• _About this exercise_:
Whenever a line in the data holds the string "paths", pull that line out.

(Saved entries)
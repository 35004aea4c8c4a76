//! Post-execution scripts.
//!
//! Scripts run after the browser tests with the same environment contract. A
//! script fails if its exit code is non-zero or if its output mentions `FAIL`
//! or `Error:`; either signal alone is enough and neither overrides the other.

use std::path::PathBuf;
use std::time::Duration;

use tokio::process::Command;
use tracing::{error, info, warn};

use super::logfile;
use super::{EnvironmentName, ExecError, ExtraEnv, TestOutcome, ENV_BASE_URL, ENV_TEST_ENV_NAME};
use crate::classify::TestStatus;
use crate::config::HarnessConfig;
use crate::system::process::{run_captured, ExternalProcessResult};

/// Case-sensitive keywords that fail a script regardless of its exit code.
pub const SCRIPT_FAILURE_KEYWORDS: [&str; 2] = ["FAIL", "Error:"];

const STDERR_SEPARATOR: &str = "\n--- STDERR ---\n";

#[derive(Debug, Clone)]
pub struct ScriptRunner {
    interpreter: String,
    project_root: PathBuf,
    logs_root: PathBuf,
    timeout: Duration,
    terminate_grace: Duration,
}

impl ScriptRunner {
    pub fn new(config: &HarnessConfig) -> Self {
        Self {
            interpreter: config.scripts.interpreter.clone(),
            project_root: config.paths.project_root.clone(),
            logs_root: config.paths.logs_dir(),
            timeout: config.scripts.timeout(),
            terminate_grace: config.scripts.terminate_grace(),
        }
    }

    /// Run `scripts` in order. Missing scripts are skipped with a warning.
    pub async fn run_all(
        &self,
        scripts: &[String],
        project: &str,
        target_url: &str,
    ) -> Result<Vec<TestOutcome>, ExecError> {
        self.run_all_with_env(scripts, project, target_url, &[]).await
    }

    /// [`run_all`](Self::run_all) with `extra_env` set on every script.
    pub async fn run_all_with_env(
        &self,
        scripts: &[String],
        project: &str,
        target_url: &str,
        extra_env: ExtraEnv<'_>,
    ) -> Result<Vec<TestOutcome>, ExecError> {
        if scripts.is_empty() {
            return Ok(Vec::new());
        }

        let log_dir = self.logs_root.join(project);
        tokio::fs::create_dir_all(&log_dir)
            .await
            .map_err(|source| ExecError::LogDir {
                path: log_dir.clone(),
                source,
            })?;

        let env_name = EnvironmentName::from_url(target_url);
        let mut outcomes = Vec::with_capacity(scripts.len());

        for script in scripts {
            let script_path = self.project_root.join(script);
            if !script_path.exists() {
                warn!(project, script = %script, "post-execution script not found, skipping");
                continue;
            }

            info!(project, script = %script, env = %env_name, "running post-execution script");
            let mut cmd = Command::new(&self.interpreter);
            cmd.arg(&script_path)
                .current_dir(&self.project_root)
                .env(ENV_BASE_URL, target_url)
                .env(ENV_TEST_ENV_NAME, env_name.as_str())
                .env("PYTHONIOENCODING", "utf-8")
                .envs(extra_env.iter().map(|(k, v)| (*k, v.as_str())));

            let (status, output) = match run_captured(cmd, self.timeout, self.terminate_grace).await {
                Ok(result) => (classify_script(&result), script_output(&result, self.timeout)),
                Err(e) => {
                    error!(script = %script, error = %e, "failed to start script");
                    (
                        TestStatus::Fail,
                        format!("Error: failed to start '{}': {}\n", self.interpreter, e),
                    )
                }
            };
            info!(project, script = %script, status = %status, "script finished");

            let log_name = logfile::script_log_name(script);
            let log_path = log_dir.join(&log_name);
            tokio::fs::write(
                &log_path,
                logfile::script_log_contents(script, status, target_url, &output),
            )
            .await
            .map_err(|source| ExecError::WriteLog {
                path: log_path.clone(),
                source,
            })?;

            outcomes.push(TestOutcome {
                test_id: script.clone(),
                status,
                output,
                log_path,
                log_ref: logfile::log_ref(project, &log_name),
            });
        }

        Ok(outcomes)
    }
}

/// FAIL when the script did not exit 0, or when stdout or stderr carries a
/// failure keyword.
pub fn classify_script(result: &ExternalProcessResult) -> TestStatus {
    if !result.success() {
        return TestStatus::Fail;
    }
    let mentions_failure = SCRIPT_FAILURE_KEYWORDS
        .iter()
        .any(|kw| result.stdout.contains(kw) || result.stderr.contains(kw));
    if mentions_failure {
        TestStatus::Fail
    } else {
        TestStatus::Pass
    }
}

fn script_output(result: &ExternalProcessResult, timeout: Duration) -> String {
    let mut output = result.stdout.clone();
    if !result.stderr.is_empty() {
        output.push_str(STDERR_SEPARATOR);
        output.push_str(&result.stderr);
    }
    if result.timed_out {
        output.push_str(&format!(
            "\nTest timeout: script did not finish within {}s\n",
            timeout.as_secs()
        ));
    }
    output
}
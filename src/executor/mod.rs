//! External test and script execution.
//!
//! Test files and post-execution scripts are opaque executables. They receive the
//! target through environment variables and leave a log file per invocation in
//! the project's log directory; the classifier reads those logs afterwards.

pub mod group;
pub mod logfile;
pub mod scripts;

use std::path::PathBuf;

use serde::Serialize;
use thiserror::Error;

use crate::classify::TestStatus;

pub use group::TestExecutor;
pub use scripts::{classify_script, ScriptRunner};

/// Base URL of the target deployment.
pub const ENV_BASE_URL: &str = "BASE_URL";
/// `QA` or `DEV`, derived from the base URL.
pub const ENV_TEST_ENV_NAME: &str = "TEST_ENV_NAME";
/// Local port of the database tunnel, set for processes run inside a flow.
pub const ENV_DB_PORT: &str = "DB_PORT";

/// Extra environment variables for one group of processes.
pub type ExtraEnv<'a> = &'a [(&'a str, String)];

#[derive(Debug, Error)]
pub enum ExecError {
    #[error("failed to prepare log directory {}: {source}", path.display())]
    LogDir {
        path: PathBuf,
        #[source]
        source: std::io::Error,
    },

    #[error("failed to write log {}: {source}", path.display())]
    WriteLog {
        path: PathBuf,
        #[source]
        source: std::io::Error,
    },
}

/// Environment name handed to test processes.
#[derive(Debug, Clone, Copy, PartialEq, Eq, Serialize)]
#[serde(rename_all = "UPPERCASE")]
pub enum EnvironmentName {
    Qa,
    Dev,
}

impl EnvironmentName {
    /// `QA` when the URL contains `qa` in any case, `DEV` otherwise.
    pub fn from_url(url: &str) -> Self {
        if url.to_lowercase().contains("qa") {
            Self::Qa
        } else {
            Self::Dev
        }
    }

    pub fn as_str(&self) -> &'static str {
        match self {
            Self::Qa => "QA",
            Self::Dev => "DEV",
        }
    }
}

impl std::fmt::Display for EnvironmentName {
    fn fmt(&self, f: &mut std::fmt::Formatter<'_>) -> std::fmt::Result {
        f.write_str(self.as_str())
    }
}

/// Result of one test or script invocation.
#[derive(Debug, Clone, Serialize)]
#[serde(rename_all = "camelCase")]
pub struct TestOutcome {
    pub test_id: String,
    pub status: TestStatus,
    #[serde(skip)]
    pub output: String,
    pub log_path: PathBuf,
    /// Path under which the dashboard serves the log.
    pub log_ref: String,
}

• _Response to the task_:
            project_root: config.paths.project_root.clone(),
            logs_root: config.paths.logs_dir(),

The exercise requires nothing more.